Some potential fixed broadband buyers are even flipping to 4G to consolidate their mobile and fixed usage in one (cheaper) package, a trend that is underpinned by a move towards unlimited data allowances in mobile.
That could be a serious problem as the industry heads enthusiastically towards 5G and its promises of even faster speeds.
Today, just by chance, the UK’s biggest mobile operator, BT-owned EE, announced that it was poised to roll out lots of extra speed via what it’s calling its upgraded 4G+ network. It says it’s using Sony’s Xperia XZ Premium smartphone to demonstrate the ultra-speedy capabilities it can now bring to bear.
The Xperia XZ Premium is the UK’s first ‘Cat 16’ smartphone and, as of now, EE is the only UK network in the process of being upgraded to take advantage, it claims. Cardiff and the ‘Tech City’ area of London will be upgraded first, swiftly followed by Birmingham, Manchester and Edinburgh.
On offer is a dual band service tapping 30MHz of 1800MHz spectrum (the original PCN spectrum allocated to Orange and T-Mobile), and 35MHz of 2.6GHz spectrum delivered using 4x4 MIMO.
EE claims, “peak speeds can be above 400Mbit/s with the right device, and customers connected to these sites should be able to consistently experience speeds above 50Mbit/s.”
But if users are finding it hard to find an improved ‘customer experience’ on the fixed network purely by lashing out more money for a faster pipe, you’d have to bet that faster headline wireless speeds won’t delight them all that much either.
The fact is that after decades of insatiable growth, (which I’ve personally followed since the early 1980s from my 1200/75 bits per second [yes BITS per second] modem on up to today’s underwhelming 75Mbit/s turbo nutter) data demand from end users and their devices appears to be flattening out. While users may be consuming greater ‘volumes’ of data - long hours of watching online video can push this number up - they don’t yet have applications which demand huge amounts of data all at once. That may come some time with augmented and virtual reality apps, of course, but it certainly isn’t here yet.

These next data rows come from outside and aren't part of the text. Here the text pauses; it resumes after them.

impl PipelineConfig {
    fn from_env_with(overrides: &SetupConfigOverrides) -> Result<Self, ConfigError> {
        let defaults = Self::default();

        let buffer_size = pick(
            env_parse("ETL_BUFFER_SIZE")?,
            overrides.buffer_size,
            defaults.buffer_size,
        );
        let batch_insert_size = pick(
            env_parse("ETL_BATCH_INSERT_SIZE")?,
            overrides.batch_insert_size,
            defaults.batch_insert_size,
        );
        let processing_interval_seconds = pick(
            env_parse("ETL_PROCESSING_INTERVAL_SECONDS")?,
            overrides.processing_interval_seconds,
            defaults.processing_interval_seconds,
        );
        let quality_reject_threshold = pick(
            env_parse("ETL_QUALITY_REJECT_THRESHOLD")?,
            overrides.quality_reject_threshold,
            defaults.quality_reject_threshold,
        );
        let retention_days = pick(
            env_parse("ETL_RETENTION_DAYS")?,
            overrides.retention_days,
            defaults.retention_days,
        );
        let max_retries = pick(
            env_parse("ETL_MAX_RETRIES")?,
            overrides.max_retries,
            defaults.max_retries,
        );
        let report_dir = env_string("ETL_REPORT_DIR")
            .or_else(|| {
                overrides
                    .report_dir
                    .as_deref()
                    .map(str::trim)
                    .filter(|v| !v.is_empty())
                    .map(str::to_string)
            })
            .map(PathBuf::from);
        let export_dir = env_string("ETL_EXPORT_DIR")
            .or_else(|| {
                overrides
                    .export_dir
                    .as_deref()
                    .map(str::trim)
                    .filter(|v| !v.is_empty())
                    .map(str::to_string)
            })
            .map(PathBuf::from);

        let config = Self {
            buffer_size,
            batch_insert_size,
            writer_interval_seconds: env_parse("ETL_WRITER_INTERVAL_SECONDS")?
                .unwrap_or(defaults.writer_interval_seconds),
            processing_interval_seconds,
            extract_window_hours: env_parse("ETL_EXTRACT_WINDOW_HOURS")?
                .unwrap_or(defaults.extract_window_hours),
            quality_reject_threshold,
            null_ratio_threshold: env_parse("ETL_NULL_RATIO_THRESHOLD")?
                .unwrap_or(defaults.null_ratio_threshold),
            retention_days,
            max_retries,
            retry_delay_ms: env_parse("ETL_RETRY_DELAY_MS")?.unwrap_or(defaults.retry_delay_ms),
            transaction_timeout_ms: env_parse("ETL_TRANSACTION_TIMEOUT_MS")?
                .unwrap_or(defaults.transaction_timeout_ms),
            stop_timeout_seconds: env_parse("ETL_STOP_TIMEOUT_SECONDS")?
                .unwrap_or(defaults.stop_timeout_seconds),
            degraded_after_aborts: env_parse("ETL_DEGRADED_AFTER_ABORTS")?
                .unwrap_or(defaults.degraded_after_aborts),
            quality_history_len: env_parse("ETL_QUALITY_HISTORY_LEN")?
                .unwrap_or(defaults.quality_history_len),
            health_report_interval_seconds: env_parse("ETL_HEALTH_REPORT_INTERVAL_SECONDS")?
                .unwrap_or(defaults.health_report_interval_seconds),
            retention_interval_hours: env_parse("ETL_RETENTION_INTERVAL_HOURS")?
                .unwrap_or(defaults.retention_interval_hours),
            maintenance_poll_seconds: env_parse("ETL_MAINTENANCE_POLL_SECONDS")?
                .unwrap_or(defaults.maintenance_poll_seconds),
            report_dir,
            export_dir,
        };
        config.validate()?;
        Ok(config)
    }

    pub fn validate(&self) -> Result<(), ConfigError> {
        let positive = |key: &'static str, value: u64| {
            if value == 0 {
                Err(ConfigError::OutOfRange {
                    key,
                    reason: "must be greater than zero",
                })
            } else {
                Ok(())
            }
        };
        // Time knobs feed chrono and tokio instant arithmetic, which panics on overflow.
        let bounded = |key: &'static str, value: u64, max: u64, reason: &'static str| {
            positive(key, value)?;
            if value > max {
                return Err(ConfigError::OutOfRange { key, reason });
            }
            Ok(())
        };
        let fraction = |key: &'static str, value: f64| {
            if value.is_finite() && value > 0.0 && value <= 1.0 {
                Ok(())
            } else {
                Err(ConfigError::OutOfRange {
                    key,
                    reason: "must be within (0, 1]",
                })
            }
        };

        positive("buffer_size", self.buffer_size as u64)?;
        positive("batch_insert_size", self.batch_insert_size as u64)?;
        bounded(
            "writer_interval_seconds",
            self.writer_interval_seconds,
            YEAR_SECS,
            "must be at most one year",
        )?;
        bounded(
            "processing_interval_seconds",
            self.processing_interval_seconds,
            YEAR_SECS,
            "must be at most one year",
        )?;
        bounded(
            "extract_window_hours",
            self.extract_window_hours.max(0) as u64,
            MAX_EXTRACT_WINDOW_HOURS,
            "must be at most 8760 hours",
        )?;
        bounded(
            "retention_days",
            self.retention_days as u64,
            MAX_RETENTION_DAYS,
            "must be at most 36500 days",
        )?;
        bounded(
            "transaction_timeout_ms",
            self.transaction_timeout_ms,
            YEAR_SECS * 1000,
            "must be at most one year",
        )?;
        bounded(
            "stop_timeout_seconds",
            self.stop_timeout_seconds,
            YEAR_SECS,
            "must be at most one year",
        )?;
        positive("degraded_after_aborts", self.degraded_after_aborts as u64)?;
        positive("quality_history_len", self.quality_history_len as u64)?;
        bounded(
            "health_report_interval_seconds",
            self.health_report_interval_seconds,
            YEAR_SECS,
            "must be at most one year",
        )?;
        bounded(
            "retention_interval_hours",
            self.retention_interval_hours,
            YEAR_SECS / 3600,
            "must be at most 8760 hours",
        )?;
        bounded(
            "maintenance_poll_seconds",
            self.maintenance_poll_seconds,
            YEAR_SECS,
            "must be at most one year",
        )?;
        if self.retry_delay_ms > YEAR_SECS * 1000 {
            return Err(ConfigError::OutOfRange {
                key: "retry_delay_ms",
                reason: "must be at most one year",
            });
        }
        fraction("quality_reject_threshold", self.quality_reject_threshold)?;
        fraction("null_ratio_threshold", self.null_ratio_threshold)?;
        if self.max_retries > 10 {
            return Err(ConfigError::OutOfRange {
                key: "max_retries",
                reason: "must be at most 10",
            });
        }
        Ok(())
    }

    pub fn writer_interval(&self) -> Duration {
        Duration::from_secs(self.writer_interval_seconds)
    }

    pub fn processing_interval(&self) -> Duration {
        Duration::from_secs(self.processing_interval_seconds)
    }

    pub fn retry_delay(&self) -> Duration {
        Duration::from_millis(self.retry_delay_ms)
    }

    pub fn transaction_timeout(&self) -> Duration {
        Duration::from_millis(self.transaction_timeout_ms)
    }

    pub fn stop_timeout(&self) -> Duration {
        Duration::from_secs(self.stop_timeout_seconds)
    }

    pub fn maintenance_poll_interval(&self) -> Duration {
        Duration::from_secs(self.maintenance_poll_seconds)
    }

    pub fn extract_window(&self) -> chrono::Duration {
        chrono::Duration::hours(self.extract_window_hours)
    }
}

#[derive(Clone, Debug)]
pub struct Config {
    pub store_backend: StoreBackend,
    pub database_url: Option<String>,
    pub db_pool_size: u32,
    pub mqtt_host: String,
    pub mqtt_port: u16,
    pub mqtt_username: Option<String>,
    pub mqtt_password: Option<String>,
    pub mqtt_topic_prefix: String,
    pub mqtt_keepalive_secs: u64,
    pub mqtt_client_id: String,
    pub enable_mqtt_listener: bool,
    pub grpc_socket_path: Option<String>,
    pub otlp_endpoint: Option<String>,
    pub pipeline: PipelineConfig,
}

impl Config {
    pub fn from_env() -> Result<Self> {
        dotenv().ok();

        let overrides = load_setup_config_overrides().unwrap_or_default();

        let store_backend = match env_string("ETL_STORE_BACKEND") {
            Some(raw) => raw.parse::<StoreBackend>().map_err(|_| ConfigError::Invalid {
                key: "ETL_STORE_BACKEND",
                value: raw,
            })?,
            None => StoreBackend::Postgres,
        };

        let database_url = env_string("ETL_DATABASE_URL")
            .or_else(|| env_string("DATABASE_URL"))
            .or_else(|| {
                overrides
                    .database_url
                    .as_deref()
                    .map(str::trim)
                    .filter(|value| !value.is_empty())
                    .map(|value| value.to_string())
            })
            .map(normalize_database_url);
        if store_backend == StoreBackend::Postgres && database_url.is_none() {
            return Err(ConfigError::Missing(
                "ETL_DATABASE_URL or DATABASE_URL (or database_url in the setup config)",
            ))
            .context("telemetry-etl needs a database for the postgres store backend");
        }

        let mqtt_host = env_string("ETL_MQTT_HOST")
            .or_else(|| overrides.mqtt_host.clone())
            .unwrap_or_else(|| "127.0.0.1".to_string());
        let mqtt_port = if env_is_set("ETL_MQTT_PORT") {
            env_parse::<u16>("ETL_MQTT_PORT")?.unwrap_or(1883)
        } else {
            overrides.mqtt_port.filter(|v| *v != 0).unwrap_or(1883)
        };
        let mqtt_username = env_string("ETL_MQTT_USERNAME").or_else(|| {
            overrides
                .mqtt_username
                .as_deref()
                .map(str::trim)
                .filter(|v| !v.is_empty())
                .map(str::to_string)
        });
        let mqtt_password = env_string("ETL_MQTT_PASSWORD").or_else(|| {
            overrides
                .mqtt_password
                .as_deref()
                .map(str::trim)
                .filter(|v| !v.is_empty())
                .map(str::to_string)
        });
        let mqtt_topic_prefix = env_string("ETL_MQTT_TOPIC_PREFIX")
            .or_else(|| overrides.mqtt_topic_prefix.clone())
            .unwrap_or_else(|| "hermes".to_string());
        let mqtt_keepalive_secs = env_parse("ETL_MQTT_KEEPALIVE_SECS")?.unwrap_or(60);
        let mqtt_client_id = env_string("ETL_MQTT_CLIENT_ID")
            .unwrap_or_else(|| format!("telemetry-etl-{}", std::process::id()));
        let enable_mqtt_listener = env_flag("ETL_ENABLE_MQTT", true);

        let grpc_socket_path = match env::var("ETL_GRPC_SOCKET") {
            Ok(value) if value.trim().is_empty() => None,
            Ok(value) => Some(value.trim().to_string()),
            Err(_) => Some("/tmp/telemetry_etl.sock".to_string()),
        };
        let db_pool_size = env_parse("ETL_DB_POOL_SIZE")?.unwrap_or(10);
        let otlp_endpoint = env_string("OTEL_EXPORTER_OTLP_ENDPOINT");

        let pipeline = PipelineConfig::from_env_with(&overrides)?;

        Ok(Self {
            store_backend,
            database_url,
            db_pool_size,
            mqtt_host,
            mqtt_port,
            mqtt_username,
            mqtt_password,
            mqtt_topic_prefix,
            mqtt_keepalive_secs,
            mqtt_client_id,
            enable_mqtt_listener,
            grpc_socket_path,
            otlp_endpoint,
            pipeline,
        })
    }

    pub fn mqtt_keepalive(&self) -> Duration {
        Duration::from_secs(self.mqtt_keepalive_secs)
    }
}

On the contrary, the rise and rise of cloud-based X-as-a-Service offerings tends to even out data demand for each user. In my own (not particularly unique) case, the older ‘legacy’ PC applications which might have demanded a constant upload/download of fat files are in the main replaced by browser-based apps - even for graphics. All that data stays online where it belongs and the cloud sends me pictures of it.
In fact I recently experienced a classic case of ‘so what?’ when I upgraded my broadband speed by more than three times (from 17Mbit/s to 75Mbit/s) without noticing any difference at all. Except that it appeared to be less responsive than before.